Extracted entries: Begin

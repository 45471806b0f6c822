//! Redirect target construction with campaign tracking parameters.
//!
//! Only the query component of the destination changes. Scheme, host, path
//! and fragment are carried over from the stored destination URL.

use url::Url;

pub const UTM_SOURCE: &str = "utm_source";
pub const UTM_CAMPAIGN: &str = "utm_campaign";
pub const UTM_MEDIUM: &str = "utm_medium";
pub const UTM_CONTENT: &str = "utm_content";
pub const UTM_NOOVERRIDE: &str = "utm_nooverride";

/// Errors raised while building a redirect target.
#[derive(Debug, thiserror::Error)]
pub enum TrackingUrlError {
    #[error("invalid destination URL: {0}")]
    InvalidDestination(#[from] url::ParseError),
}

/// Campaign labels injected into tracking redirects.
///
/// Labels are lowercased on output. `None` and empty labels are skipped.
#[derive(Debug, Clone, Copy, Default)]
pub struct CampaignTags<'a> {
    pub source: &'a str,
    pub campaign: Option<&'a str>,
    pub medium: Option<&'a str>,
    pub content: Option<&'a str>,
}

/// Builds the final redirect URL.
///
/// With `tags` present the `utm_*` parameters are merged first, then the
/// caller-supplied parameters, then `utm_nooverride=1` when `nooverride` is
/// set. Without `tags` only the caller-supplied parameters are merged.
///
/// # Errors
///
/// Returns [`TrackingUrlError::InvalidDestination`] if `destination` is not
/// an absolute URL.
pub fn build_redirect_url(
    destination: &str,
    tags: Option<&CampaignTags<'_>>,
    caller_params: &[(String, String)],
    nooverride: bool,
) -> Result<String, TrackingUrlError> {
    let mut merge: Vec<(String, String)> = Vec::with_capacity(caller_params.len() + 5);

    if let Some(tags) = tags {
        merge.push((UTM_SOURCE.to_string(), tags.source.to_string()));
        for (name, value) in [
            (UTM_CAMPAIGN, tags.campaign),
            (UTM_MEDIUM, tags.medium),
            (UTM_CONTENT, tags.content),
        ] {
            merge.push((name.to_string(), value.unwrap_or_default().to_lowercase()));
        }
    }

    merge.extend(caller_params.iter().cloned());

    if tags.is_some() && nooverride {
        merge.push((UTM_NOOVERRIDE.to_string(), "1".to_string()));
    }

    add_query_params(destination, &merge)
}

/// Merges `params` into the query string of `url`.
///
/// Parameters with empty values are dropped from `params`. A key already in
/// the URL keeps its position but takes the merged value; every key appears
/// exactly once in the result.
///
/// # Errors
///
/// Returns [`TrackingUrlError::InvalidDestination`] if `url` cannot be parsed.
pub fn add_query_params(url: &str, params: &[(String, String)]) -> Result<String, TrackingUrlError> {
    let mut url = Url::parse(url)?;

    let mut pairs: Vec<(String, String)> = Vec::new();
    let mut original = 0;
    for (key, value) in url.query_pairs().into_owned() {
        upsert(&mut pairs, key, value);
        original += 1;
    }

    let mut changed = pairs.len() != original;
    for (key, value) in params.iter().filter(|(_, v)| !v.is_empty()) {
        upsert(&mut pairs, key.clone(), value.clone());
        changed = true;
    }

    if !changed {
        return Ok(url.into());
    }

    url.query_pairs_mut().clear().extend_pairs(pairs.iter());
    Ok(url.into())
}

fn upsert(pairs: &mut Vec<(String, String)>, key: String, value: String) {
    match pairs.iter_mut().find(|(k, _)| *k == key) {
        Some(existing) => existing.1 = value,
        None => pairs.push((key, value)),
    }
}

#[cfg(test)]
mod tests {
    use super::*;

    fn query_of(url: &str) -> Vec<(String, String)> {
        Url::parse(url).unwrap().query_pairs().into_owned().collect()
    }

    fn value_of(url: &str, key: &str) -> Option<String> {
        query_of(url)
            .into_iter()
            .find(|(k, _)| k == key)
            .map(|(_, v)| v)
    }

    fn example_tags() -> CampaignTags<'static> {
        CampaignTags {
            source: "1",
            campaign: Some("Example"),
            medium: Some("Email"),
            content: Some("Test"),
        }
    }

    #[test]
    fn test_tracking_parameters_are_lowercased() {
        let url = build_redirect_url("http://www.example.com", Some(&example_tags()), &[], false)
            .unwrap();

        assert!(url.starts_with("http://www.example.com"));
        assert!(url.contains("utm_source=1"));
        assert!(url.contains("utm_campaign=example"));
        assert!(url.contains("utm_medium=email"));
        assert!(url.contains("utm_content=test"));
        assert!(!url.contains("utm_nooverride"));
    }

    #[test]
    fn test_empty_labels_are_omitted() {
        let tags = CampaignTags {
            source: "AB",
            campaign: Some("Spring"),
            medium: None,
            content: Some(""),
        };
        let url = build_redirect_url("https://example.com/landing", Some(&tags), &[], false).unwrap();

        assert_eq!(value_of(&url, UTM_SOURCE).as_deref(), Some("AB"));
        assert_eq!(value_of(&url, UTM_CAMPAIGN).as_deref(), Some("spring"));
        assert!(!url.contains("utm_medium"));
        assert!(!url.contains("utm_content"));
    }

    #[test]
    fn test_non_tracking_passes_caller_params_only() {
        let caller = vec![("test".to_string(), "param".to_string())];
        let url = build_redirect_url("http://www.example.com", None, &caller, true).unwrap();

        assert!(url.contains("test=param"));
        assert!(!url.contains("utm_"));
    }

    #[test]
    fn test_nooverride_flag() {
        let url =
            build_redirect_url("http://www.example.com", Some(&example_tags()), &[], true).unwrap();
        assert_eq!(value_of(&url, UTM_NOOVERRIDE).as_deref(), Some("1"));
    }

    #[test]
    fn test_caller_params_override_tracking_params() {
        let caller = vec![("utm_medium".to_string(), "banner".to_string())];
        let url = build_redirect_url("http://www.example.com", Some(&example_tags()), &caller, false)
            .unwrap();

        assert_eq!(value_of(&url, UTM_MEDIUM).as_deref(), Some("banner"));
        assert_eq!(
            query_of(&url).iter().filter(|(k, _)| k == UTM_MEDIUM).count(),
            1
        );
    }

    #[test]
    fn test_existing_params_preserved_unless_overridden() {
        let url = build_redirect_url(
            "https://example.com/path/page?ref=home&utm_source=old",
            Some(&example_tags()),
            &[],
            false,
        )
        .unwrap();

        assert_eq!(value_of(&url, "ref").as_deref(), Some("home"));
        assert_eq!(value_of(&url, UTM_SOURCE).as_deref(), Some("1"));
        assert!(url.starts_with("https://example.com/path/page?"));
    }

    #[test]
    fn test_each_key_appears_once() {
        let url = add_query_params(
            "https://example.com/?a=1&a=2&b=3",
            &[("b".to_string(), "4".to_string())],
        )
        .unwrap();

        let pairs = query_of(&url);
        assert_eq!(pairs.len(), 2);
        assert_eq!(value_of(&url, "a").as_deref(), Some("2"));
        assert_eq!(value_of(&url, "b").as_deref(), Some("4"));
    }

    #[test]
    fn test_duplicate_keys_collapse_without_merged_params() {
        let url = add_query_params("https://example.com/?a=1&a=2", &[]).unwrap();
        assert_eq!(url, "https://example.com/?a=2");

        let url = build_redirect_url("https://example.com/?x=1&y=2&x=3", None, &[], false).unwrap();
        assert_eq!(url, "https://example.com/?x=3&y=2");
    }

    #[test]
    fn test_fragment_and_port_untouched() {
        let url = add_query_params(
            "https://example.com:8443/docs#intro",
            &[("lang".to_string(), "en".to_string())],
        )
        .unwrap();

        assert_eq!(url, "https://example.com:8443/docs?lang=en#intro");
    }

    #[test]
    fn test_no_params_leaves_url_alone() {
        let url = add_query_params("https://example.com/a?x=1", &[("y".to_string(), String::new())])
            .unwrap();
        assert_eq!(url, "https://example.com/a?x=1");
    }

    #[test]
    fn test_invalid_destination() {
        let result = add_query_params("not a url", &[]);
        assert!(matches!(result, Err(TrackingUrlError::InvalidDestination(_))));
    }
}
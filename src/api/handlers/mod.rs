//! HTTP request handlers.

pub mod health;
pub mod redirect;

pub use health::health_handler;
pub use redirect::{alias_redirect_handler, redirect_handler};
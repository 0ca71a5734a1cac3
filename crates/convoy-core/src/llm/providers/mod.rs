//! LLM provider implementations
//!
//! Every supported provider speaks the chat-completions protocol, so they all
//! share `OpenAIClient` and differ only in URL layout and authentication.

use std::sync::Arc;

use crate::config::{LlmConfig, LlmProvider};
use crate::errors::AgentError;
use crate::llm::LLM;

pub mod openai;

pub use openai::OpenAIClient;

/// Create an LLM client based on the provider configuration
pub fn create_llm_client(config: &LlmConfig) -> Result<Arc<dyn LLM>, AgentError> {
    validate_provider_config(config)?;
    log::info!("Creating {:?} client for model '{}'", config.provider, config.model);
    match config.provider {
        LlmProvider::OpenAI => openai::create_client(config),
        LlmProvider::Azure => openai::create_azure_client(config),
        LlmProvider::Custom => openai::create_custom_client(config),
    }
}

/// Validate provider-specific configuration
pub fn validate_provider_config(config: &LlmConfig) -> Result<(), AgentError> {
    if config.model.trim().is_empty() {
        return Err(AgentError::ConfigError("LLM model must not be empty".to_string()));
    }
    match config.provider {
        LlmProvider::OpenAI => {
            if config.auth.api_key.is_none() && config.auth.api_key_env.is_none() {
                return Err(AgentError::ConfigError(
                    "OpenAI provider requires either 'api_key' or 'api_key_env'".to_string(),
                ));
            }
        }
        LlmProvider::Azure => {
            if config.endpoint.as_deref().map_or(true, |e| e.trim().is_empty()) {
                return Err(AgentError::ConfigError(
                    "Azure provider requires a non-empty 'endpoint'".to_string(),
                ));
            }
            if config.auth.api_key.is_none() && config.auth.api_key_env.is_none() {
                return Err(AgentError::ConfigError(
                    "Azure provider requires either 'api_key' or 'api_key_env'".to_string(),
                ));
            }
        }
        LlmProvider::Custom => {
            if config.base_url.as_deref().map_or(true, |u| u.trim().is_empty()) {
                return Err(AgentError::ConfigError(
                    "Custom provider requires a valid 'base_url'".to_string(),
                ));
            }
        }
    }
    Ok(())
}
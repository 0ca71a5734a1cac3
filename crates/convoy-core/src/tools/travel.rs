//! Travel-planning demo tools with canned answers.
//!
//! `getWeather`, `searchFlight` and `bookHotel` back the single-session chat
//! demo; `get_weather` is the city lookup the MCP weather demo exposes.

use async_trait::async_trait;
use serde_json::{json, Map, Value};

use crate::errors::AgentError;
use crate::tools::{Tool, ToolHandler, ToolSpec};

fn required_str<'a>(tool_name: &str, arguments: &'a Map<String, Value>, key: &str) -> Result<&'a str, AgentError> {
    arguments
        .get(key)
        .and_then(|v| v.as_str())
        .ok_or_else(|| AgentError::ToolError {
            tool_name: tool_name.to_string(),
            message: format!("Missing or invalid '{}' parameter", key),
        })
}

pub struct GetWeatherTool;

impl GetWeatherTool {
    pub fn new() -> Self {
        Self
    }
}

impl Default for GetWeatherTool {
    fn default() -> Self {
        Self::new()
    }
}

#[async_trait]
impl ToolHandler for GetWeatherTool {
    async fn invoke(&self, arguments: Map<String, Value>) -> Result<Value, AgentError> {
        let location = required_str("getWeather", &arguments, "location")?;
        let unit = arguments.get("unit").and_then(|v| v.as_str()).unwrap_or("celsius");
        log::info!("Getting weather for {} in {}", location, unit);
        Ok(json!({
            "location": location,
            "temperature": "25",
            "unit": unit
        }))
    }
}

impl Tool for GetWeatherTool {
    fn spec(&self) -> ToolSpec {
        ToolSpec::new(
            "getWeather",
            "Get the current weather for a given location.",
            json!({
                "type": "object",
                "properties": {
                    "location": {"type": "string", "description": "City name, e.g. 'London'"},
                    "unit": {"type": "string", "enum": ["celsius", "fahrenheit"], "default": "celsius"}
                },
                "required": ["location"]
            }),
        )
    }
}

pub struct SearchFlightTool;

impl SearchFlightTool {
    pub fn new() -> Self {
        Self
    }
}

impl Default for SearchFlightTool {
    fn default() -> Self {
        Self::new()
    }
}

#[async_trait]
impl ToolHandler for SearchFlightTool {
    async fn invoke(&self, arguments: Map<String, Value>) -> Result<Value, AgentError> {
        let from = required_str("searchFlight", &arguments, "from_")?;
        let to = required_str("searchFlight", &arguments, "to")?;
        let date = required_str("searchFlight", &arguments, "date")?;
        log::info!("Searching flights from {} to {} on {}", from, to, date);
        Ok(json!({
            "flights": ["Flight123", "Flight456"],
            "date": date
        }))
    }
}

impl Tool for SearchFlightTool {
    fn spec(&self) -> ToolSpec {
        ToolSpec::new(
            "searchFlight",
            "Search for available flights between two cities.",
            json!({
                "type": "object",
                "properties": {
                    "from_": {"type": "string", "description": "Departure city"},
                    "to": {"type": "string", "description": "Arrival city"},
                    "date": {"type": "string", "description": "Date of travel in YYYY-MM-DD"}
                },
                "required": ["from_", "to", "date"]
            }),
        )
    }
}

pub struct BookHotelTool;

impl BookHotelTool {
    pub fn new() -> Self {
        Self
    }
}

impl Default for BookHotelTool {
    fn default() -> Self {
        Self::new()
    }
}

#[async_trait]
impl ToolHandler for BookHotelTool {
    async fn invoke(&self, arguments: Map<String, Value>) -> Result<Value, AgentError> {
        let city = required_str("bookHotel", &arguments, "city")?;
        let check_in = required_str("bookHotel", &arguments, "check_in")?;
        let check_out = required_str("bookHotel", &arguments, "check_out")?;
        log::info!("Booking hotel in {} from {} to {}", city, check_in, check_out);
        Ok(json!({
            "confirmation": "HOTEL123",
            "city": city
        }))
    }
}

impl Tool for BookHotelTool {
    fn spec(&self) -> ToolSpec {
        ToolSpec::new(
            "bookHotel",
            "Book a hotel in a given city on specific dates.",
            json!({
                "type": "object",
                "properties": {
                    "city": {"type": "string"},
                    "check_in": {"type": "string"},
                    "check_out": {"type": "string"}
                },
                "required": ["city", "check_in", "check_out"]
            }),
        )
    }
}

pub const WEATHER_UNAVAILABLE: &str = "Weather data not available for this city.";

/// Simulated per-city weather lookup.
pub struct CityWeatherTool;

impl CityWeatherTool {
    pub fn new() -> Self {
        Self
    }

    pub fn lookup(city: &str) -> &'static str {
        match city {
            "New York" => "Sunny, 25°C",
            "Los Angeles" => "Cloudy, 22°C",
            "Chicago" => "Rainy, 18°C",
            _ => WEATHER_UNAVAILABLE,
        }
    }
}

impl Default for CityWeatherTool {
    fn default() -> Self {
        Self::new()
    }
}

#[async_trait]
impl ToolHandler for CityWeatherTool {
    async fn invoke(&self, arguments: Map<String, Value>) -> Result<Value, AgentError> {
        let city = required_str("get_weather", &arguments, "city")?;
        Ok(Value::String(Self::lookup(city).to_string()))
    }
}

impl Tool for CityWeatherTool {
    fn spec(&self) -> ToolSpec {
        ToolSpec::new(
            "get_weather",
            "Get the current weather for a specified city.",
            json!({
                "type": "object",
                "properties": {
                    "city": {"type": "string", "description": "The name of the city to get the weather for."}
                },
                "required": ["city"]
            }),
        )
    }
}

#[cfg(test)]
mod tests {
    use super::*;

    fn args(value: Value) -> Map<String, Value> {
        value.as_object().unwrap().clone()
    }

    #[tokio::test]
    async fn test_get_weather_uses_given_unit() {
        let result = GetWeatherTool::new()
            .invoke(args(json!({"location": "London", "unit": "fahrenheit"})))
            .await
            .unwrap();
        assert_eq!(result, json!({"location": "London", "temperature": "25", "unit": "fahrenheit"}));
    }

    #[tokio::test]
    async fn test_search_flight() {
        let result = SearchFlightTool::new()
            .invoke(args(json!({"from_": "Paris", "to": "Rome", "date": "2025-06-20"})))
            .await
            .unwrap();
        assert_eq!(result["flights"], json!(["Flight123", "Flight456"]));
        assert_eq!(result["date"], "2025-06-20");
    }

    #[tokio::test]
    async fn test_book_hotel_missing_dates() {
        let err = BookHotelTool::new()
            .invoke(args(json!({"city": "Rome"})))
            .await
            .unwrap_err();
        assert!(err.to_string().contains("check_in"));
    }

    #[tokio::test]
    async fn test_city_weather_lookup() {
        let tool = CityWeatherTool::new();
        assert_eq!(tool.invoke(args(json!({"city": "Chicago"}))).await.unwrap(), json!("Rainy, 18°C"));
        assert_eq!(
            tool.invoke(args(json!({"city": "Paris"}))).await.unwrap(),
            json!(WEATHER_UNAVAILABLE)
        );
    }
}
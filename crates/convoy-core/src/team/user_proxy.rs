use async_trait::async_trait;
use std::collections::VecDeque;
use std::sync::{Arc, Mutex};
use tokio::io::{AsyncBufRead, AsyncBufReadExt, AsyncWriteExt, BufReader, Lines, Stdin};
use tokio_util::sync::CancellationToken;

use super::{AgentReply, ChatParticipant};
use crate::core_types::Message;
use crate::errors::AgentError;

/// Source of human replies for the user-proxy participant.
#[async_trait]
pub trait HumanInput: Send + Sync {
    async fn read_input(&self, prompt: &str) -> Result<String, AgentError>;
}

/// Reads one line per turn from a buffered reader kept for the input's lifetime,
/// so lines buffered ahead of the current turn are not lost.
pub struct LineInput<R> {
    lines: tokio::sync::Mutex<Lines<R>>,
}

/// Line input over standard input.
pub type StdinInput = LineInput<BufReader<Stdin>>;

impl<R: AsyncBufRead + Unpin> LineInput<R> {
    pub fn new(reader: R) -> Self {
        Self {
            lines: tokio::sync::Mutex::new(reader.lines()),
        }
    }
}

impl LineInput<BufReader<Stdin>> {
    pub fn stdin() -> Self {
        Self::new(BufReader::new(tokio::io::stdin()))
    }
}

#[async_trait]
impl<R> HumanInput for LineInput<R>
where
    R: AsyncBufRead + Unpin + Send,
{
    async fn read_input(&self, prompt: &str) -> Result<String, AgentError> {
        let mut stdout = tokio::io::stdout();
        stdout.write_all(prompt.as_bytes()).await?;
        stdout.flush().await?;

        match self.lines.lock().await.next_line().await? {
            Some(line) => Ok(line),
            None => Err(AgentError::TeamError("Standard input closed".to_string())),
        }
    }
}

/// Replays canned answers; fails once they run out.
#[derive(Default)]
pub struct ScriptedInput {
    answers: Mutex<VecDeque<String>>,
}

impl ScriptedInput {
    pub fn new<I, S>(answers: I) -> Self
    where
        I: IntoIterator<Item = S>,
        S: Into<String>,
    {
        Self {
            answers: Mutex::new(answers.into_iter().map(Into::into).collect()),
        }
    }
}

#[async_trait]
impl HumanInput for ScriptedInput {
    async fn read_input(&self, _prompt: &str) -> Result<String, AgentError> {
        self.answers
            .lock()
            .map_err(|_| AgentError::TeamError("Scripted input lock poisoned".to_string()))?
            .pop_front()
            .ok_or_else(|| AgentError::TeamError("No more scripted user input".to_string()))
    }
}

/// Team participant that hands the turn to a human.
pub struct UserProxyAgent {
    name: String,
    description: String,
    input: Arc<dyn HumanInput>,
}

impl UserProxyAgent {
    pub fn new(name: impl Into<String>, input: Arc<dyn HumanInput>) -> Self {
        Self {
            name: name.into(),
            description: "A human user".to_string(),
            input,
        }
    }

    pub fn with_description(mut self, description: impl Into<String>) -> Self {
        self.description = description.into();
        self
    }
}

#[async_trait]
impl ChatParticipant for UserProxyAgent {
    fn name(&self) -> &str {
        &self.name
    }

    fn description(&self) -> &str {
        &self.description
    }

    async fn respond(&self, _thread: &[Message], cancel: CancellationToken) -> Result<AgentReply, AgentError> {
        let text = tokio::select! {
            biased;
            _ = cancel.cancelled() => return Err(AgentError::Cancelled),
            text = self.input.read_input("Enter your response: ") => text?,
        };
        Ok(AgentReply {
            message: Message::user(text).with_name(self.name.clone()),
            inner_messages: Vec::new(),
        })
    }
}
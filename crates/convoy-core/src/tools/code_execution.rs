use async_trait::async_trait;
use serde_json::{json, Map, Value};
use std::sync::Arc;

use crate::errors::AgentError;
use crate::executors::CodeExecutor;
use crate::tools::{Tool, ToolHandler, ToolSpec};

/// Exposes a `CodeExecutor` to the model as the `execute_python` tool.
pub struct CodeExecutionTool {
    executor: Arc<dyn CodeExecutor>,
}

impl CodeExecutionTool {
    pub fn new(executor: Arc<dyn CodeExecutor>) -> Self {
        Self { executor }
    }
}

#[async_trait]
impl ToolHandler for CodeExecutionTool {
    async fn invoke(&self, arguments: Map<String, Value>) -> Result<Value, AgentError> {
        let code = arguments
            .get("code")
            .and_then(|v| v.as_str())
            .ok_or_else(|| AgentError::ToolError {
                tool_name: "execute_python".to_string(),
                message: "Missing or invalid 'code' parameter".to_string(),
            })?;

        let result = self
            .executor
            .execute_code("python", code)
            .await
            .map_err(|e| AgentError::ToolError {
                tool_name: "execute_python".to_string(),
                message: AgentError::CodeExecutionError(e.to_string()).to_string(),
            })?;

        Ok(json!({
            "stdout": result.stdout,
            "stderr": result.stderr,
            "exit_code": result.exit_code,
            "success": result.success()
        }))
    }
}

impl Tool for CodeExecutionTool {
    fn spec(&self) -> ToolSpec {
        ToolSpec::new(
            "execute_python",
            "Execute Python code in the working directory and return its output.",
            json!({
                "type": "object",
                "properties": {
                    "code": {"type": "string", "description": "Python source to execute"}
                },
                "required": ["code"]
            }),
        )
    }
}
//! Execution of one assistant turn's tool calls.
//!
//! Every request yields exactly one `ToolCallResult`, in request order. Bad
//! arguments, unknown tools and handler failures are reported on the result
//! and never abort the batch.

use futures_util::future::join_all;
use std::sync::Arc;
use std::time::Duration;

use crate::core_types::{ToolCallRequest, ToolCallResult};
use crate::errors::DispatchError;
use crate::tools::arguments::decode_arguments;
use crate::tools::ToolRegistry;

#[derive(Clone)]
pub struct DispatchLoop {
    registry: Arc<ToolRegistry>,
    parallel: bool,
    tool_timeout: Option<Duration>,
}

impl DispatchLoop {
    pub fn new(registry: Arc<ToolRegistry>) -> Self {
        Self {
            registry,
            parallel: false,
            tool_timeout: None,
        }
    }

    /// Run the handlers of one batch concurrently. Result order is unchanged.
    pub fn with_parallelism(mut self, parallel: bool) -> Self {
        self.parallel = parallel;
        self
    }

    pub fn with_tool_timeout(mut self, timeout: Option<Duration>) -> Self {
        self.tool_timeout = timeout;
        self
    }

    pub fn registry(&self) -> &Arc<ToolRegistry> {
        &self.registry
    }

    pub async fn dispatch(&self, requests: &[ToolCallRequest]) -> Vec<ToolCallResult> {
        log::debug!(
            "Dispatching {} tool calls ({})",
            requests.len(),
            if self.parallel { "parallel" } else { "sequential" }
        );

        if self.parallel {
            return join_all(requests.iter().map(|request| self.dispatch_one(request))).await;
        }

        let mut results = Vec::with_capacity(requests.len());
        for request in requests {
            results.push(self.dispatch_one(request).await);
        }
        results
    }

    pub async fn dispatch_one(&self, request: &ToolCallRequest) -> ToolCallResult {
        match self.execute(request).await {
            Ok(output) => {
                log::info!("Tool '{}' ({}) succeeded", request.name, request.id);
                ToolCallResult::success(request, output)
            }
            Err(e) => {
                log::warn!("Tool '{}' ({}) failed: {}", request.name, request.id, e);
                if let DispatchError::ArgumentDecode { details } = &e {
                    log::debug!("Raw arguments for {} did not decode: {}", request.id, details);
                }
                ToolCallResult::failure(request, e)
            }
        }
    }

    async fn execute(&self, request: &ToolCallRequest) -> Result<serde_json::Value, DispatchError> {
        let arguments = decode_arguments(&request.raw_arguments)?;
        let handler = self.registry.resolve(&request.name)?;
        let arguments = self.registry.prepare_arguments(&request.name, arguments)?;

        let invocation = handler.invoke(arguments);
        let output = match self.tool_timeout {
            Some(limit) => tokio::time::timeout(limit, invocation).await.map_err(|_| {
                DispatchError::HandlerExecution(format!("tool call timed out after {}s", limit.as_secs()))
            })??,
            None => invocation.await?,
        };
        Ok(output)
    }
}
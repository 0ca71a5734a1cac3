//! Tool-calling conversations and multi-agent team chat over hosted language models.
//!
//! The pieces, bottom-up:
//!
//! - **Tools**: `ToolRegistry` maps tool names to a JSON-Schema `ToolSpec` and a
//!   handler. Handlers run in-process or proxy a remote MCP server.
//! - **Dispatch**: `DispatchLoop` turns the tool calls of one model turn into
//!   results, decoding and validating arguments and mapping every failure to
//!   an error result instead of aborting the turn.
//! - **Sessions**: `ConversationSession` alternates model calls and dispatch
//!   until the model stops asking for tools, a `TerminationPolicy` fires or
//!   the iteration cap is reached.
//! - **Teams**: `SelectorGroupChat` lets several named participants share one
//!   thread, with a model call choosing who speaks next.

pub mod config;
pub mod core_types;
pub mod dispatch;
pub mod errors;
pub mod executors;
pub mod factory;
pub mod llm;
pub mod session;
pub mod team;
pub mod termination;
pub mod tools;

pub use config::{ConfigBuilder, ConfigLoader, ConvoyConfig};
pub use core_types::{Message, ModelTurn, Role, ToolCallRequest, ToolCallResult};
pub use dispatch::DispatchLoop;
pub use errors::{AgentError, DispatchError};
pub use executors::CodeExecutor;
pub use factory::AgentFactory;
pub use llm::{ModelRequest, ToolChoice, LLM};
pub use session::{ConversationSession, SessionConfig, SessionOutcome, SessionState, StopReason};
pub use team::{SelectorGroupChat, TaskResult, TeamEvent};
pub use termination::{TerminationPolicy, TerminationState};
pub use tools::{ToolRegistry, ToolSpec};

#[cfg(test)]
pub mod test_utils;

Extracted entries: End

• Activity:
Go through the listing above and copy each line where the string "CampaignTags" appears.

• Written response:
pub struct CampaignTags<'a> {
    tags: Option<&CampaignTags<'_>>,
    fn example_tags() -> CampaignTags<'static> {
        CampaignTags {
        let tags = CampaignTags {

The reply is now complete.